- _WORK TO BE COMPLETED_
Please state the number of lines in the listing that contain the word "draft", and nothing else.
SOURCE DATA Block Start
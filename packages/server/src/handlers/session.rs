use axum::Json;
use axum::extract::{Query, State};
use axum::http::StatusCode;
use axum::response::IntoResponse;
use common::SessionTransition;
use tracing::instrument;
use uuid::Uuid;

use super::viewer_tenant;
use crate::error::{AppError, ErrorBody};
use crate::extractors::auth::AuthUser;
use crate::extractors::request::{AppJson, AppPath};
use crate::models::session::*;
use crate::services::{guard, session};
use crate::state::AppState;
use crate::utils::jwt::ActorRole;

#[utoipa::path(
    post,
    path = "/",
    tag = "Sessions",
    operation_id = "createSession",
    summary = "Create a quiz session",
    description = "Creates a draft session in the caller's tenant. Tenant admin only; a `tenant_id` other than the caller's own is rejected.",
    request_body = CreateSessionRequest,
    responses(
        (status = 201, description = "Session created", body = SessionResponse),
        (status = 400, description = "Validation error (VALIDATION_ERROR)", body = ErrorBody),
        (status = 401, description = "Unauthorized (TOKEN_MISSING, TOKEN_INVALID)", body = ErrorBody),
        (status = 403, description = "Forbidden (PERMISSION_DENIED, CROSS_TENANT_ACCESS, TENANT_INACTIVE)", body = ErrorBody),
    ),
    security(("jwt" = [])),
)]
#[instrument(skip(state, auth_user, payload), fields(title = %payload.title))]
pub async fn create_session(
    auth_user: AuthUser,
    State(state): State<AppState>,
    AppJson(payload): AppJson<CreateSessionRequest>,
) -> Result<impl IntoResponse, AppError> {
    let tenant_id = auth_user.require_tenant_admin()?;
    if let Some(requested) = payload.tenant_id {
        guard::authorize(Some(tenant_id), requested)?;
    }
    validate_create_session(&payload)?;

    let model = session::create_session(
        &state.db,
        tenant_id,
        auth_user.subject_id,
        &payload.title,
        payload.description,
    )
    .await?;
    Ok((StatusCode::CREATED, Json(SessionResponse::from(model))))
}

#[utoipa::path(
    get,
    path = "/",
    tag = "Sessions",
    operation_id = "listSessions",
    summary = "List the tenant's sessions",
    description = "Lists sessions of the caller's tenant, newest first. Open to the tenant's admins and participants.",
    params(SessionListQuery),
    responses(
        (status = 200, description = "Sessions", body = Vec<SessionResponse>),
        (status = 401, description = "Unauthorized (TOKEN_MISSING, TOKEN_INVALID)", body = ErrorBody),
        (status = 403, description = "Forbidden (CROSS_TENANT_ACCESS)", body = ErrorBody),
    ),
    security(("jwt" = [])),
)]
#[instrument(skip(state, auth_user, query))]
pub async fn list_sessions(
    auth_user: AuthUser,
    State(state): State<AppState>,
    Query(query): Query<SessionListQuery>,
) -> Result<Json<Vec<SessionResponse>>, AppError> {
    let viewer = viewer_tenant(&state, &auth_user).await?;
    let tenant_id = query.tenant_id.or(viewer).ok_or(AppError::CrossTenantAccess)?;
    guard::authorize(viewer, tenant_id)?;

    let sessions = session::list_sessions(&state.db, tenant_id, query.status).await?;
    Ok(Json(sessions.into_iter().map(SessionResponse::from).collect()))
}

#[utoipa::path(
    get,
    path = "/{id}",
    tag = "Sessions",
    operation_id = "getSession",
    summary = "Get a session with its rounds",
    description = "Participants poll this to see the live round. They receive rounds without the correct option.",
    params(("id" = Uuid, Path, description = "Session ID")),
    responses(
        (status = 200, description = "Session", body = SessionDetailResponse),
        (status = 401, description = "Unauthorized (TOKEN_MISSING, TOKEN_INVALID)", body = ErrorBody),
        (status = 403, description = "Forbidden (CROSS_TENANT_ACCESS)", body = ErrorBody),
        (status = 404, description = "Session not found (NOT_FOUND)", body = ErrorBody),
    ),
    security(("jwt" = [])),
)]
#[instrument(skip(state, auth_user), fields(id = %id))]
pub async fn get_session(
    auth_user: AuthUser,
    State(state): State<AppState>,
    AppPath(id): AppPath<Uuid>,
) -> Result<Json<SessionDetailResponse>, AppError> {
    let viewer = viewer_tenant(&state, &auth_user).await?;
    let model = session::find_session_scoped(&state.db, viewer, id).await?;
    let rounds = session::list_rounds(&state.db, model.id).await?;

    let view = if auth_user.role == ActorRole::Participant {
        RoundResponse::for_participant
    } else {
        RoundResponse::for_admin
    };
    Ok(Json(SessionDetailResponse {
        session: model.into(),
        rounds: rounds.into_iter().map(view).collect(),
    }))
}

#[utoipa::path(
    patch,
    path = "/{id}",
    tag = "Sessions",
    operation_id = "updateSession",
    summary = "Edit a session's title or description",
    params(("id" = Uuid, Path, description = "Session ID")),
    request_body = UpdateSessionRequest,
    responses(
        (status = 200, description = "Session updated", body = SessionResponse),
        (status = 400, description = "Validation error (VALIDATION_ERROR)", body = ErrorBody),
        (status = 403, description = "Forbidden (PERMISSION_DENIED, CROSS_TENANT_ACCESS)", body = ErrorBody),
        (status = 404, description = "Session not found (NOT_FOUND)", body = ErrorBody),
    ),
    security(("jwt" = [])),
)]
#[instrument(skip(state, auth_user, payload), fields(id = %id))]
pub async fn update_session(
    auth_user: AuthUser,
    State(state): State<AppState>,
    AppPath(id): AppPath<Uuid>,
    AppJson(payload): AppJson<UpdateSessionRequest>,
) -> Result<Json<SessionResponse>, AppError> {
    let tenant_id = auth_user.require_tenant_admin()?;
    validate_update_session(&payload)?;

    let existing = session::find_session_scoped(&state.db, Some(tenant_id), id).await?;
    let model = session::update_session(
        &state.db,
        existing,
        session::SessionChanges {
            title: payload.title,
            description: payload.description,
        },
    )
    .await?;
    Ok(Json(model.into()))
}

async fn apply_transition(
    auth_user: &AuthUser,
    state: &AppState,
    id: Uuid,
    transition: SessionTransition,
) -> Result<Json<SessionResponse>, AppError> {
    let tenant_id = auth_user.require_tenant_admin()?;
    let existing = session::find_session_scoped(&state.db, Some(tenant_id), id).await?;
    let model = session::transition(&state.db, existing.id, transition).await?;
    Ok(Json(model.into()))
}

#[utoipa::path(
    post,
    path = "/{id}/activate",
    tag = "Sessions",
    operation_id = "activateSession",
    summary = "Activate a draft session",
    description = "draft → active. Activating an active session is a no-op.",
    params(("id" = Uuid, Path, description = "Session ID")),
    responses(
        (status = 200, description = "Session active", body = SessionResponse),
        (status = 403, description = "Forbidden (PERMISSION_DENIED, CROSS_TENANT_ACCESS)", body = ErrorBody),
        (status = 404, description = "Session not found (NOT_FOUND)", body = ErrorBody),
        (status = 409, description = "Invalid transition (CONFLICT)", body = ErrorBody),
    ),
    security(("jwt" = [])),
)]
#[instrument(skip(state, auth_user), fields(id = %id))]
pub async fn activate_session(
    auth_user: AuthUser,
    State(state): State<AppState>,
    AppPath(id): AppPath<Uuid>,
) -> Result<Json<SessionResponse>, AppError> {
    apply_transition(&auth_user, &state, id, SessionTransition::Activate).await
}

#[utoipa::path(
    post,
    path = "/{id}/deactivate",
    tag = "Sessions",
    operation_id = "deactivateSession",
    summary = "Return an active session to draft",
    params(("id" = Uuid, Path, description = "Session ID")),
    responses(
        (status = 200, description = "Session in draft", body = SessionResponse),
        (status = 403, description = "Forbidden (PERMISSION_DENIED, CROSS_TENANT_ACCESS)", body = ErrorBody),
        (status = 404, description = "Session not found (NOT_FOUND)", body = ErrorBody),
        (status = 409, description = "Invalid transition (CONFLICT)", body = ErrorBody),
    ),
    security(("jwt" = [])),
)]
#[instrument(skip(state, auth_user), fields(id = %id))]
pub async fn deactivate_session(
    auth_user: AuthUser,
    State(state): State<AppState>,
    AppPath(id): AppPath<Uuid>,
) -> Result<Json<SessionResponse>, AppError> {
    apply_transition(&auth_user, &state, id, SessionTransition::Deactivate).await
}

#[utoipa::path(
    post,
    path = "/{id}/complete",
    tag = "Sessions",
    operation_id = "completeSession",
    summary = "Complete an active session",
    description = "active → completed, which is terminal. Completing a completed session is a no-op.",
    params(("id" = Uuid, Path, description = "Session ID")),
    responses(
        (status = 200, description = "Session completed", body = SessionResponse),
        (status = 403, description = "Forbidden (PERMISSION_DENIED, CROSS_TENANT_ACCESS)", body = ErrorBody),
        (status = 404, description = "Session not found (NOT_FOUND)", body = ErrorBody),
        (status = 409, description = "Invalid transition (CONFLICT)", body = ErrorBody),
    ),
    security(("jwt" = [])),
)]
#[instrument(skip(state, auth_user), fields(id = %id))]
pub async fn complete_session(
    auth_user: AuthUser,
    State(state): State<AppState>,
    AppPath(id): AppPath<Uuid>,
) -> Result<Json<SessionResponse>, AppError> {
    apply_transition(&auth_user, &state, id, SessionTransition::Complete).await
}

#[utoipa::path(
    post,
    path = "/{id}/rounds",
    tag = "Rounds",
    operation_id = "addRound",
    summary = "Append a round",
    description = "Appends a four-option round with the next round number. At most 30 rounds per session; completed sessions take no more rounds.",
    params(("id" = Uuid, Path, description = "Session ID")),
    request_body = AddRoundRequest,
    responses(
        (status = 201, description = "Round added", body = RoundResponse),
        (status = 400, description = "Validation error (VALIDATION_ERROR)", body = ErrorBody),
        (status = 403, description = "Forbidden (PERMISSION_DENIED, CROSS_TENANT_ACCESS)", body = ErrorBody),
        (status = 404, description = "Session not found (NOT_FOUND)", body = ErrorBody),
        (status = 409, description = "Cap reached or session completed (MAX_ROUNDS_REACHED, CONFLICT)", body = ErrorBody),
    ),
    security(("jwt" = [])),
)]
#[instrument(skip(state, auth_user, payload), fields(id = %id))]
pub async fn add_round(
    auth_user: AuthUser,
    State(state): State<AppState>,
    AppPath(id): AppPath<Uuid>,
    AppJson(payload): AppJson<AddRoundRequest>,
) -> Result<impl IntoResponse, AppError> {
    let tenant_id = auth_user.require_tenant_admin()?;
    let existing = session::find_session_scoped(&state.db, Some(tenant_id), id).await?;
    let model = session::add_round(&state.db, existing.id, payload.into()).await?;
    Ok((StatusCode::CREATED, Json(RoundResponse::for_admin(model))))
}

#[utoipa::path(
    get,
    path = "/{id}/rounds",
    tag = "Rounds",
    operation_id = "listRounds",
    summary = "List a session's rounds",
    params(("id" = Uuid, Path, description = "Session ID")),
    responses(
        (status = 200, description = "Rounds in order", body = Vec<RoundResponse>),
        (status = 403, description = "Forbidden (PERMISSION_DENIED, CROSS_TENANT_ACCESS)", body = ErrorBody),
        (status = 404, description = "Session not found (NOT_FOUND)", body = ErrorBody),
    ),
    security(("jwt" = [])),
)]
#[instrument(skip(state, auth_user), fields(id = %id))]
pub async fn list_rounds(
    auth_user: AuthUser,
    State(state): State<AppState>,
    AppPath(id): AppPath<Uuid>,
) -> Result<Json<Vec<RoundResponse>>, AppError> {
    let tenant_id = auth_user.require_tenant_admin()?;
    let existing = session::find_session_scoped(&state.db, Some(tenant_id), id).await?;
    let rounds = session::list_rounds(&state.db, existing.id).await?;
    Ok(Json(rounds.into_iter().map(RoundResponse::for_admin).collect()))
}

#[utoipa::path(
    post,
    path = "/{id}/rounds/{round_number}/start",
    tag = "Rounds",
    operation_id = "startRound",
    summary = "Start a round",
    description = "Makes the round live and stamps its start time. The session must be active.",
    params(
        ("id" = Uuid, Path, description = "Session ID"),
        ("round_number" = i32, Path, description = "Round number"),
    ),
    responses(
        (status = 200, description = "Round started", body = SessionResponse),
        (status = 403, description = "Forbidden (PERMISSION_DENIED, CROSS_TENANT_ACCESS)", body = ErrorBody),
        (status = 404, description = "Session or round not found (NOT_FOUND)", body = ErrorBody),
        (status = 409, description = "Session not active (SESSION_NOT_ACTIVE)", body = ErrorBody),
    ),
    security(("jwt" = [])),
)]
#[instrument(skip(state, auth_user), fields(id = %id, round_number = round_number))]
pub async fn start_round(
    auth_user: AuthUser,
    State(state): State<AppState>,
    AppPath((id, round_number)): AppPath<(Uuid, i32)>,
) -> Result<Json<SessionResponse>, AppError> {
    let tenant_id = auth_user.require_tenant_admin()?;
    let existing = session::find_session_scoped(&state.db, Some(tenant_id), id).await?;
    let model = session::start_round(&state.db, existing.id, round_number).await?;
    Ok(Json(model.into()))
}

#[utoipa::path(
    delete,
    path = "/{id}/rounds/{round_number}",
    tag = "Rounds",
    operation_id = "deleteRound",
    summary = "Delete a round",
    description = "Removes a round nobody has answered yet. The live round and rounds of a completed session cannot be removed. Other rounds keep their numbers.",
    params(
        ("id" = Uuid, Path, description = "Session ID"),
        ("round_number" = i32, Path, description = "Round number"),
    ),
    responses(
        (status = 204, description = "Round deleted"),
        (status = 403, description = "Forbidden (PERMISSION_DENIED, CROSS_TENANT_ACCESS)", body = ErrorBody),
        (status = 404, description = "Session or round not found (NOT_FOUND)", body = ErrorBody),
        (status = 409, description = "Round live or answered, or session completed (CONFLICT)", body = ErrorBody),
    ),
    security(("jwt" = [])),
)]
#[instrument(skip(state, auth_user), fields(id = %id, round_number = round_number))]
pub async fn delete_round(
    auth_user: AuthUser,
    State(state): State<AppState>,
    AppPath((id, round_number)): AppPath<(Uuid, i32)>,
) -> Result<StatusCode, AppError> {
    let tenant_id = auth_user.require_tenant_admin()?;
    let existing = session::find_session_scoped(&state.db, Some(tenant_id), id).await?;
    session::delete_round(&state.db, existing.id, round_number).await?;
    Ok(StatusCode::NO_CONTENT)
}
SOURCE DATA Block End
- _SOLUTION TO THE PROBLEM_
5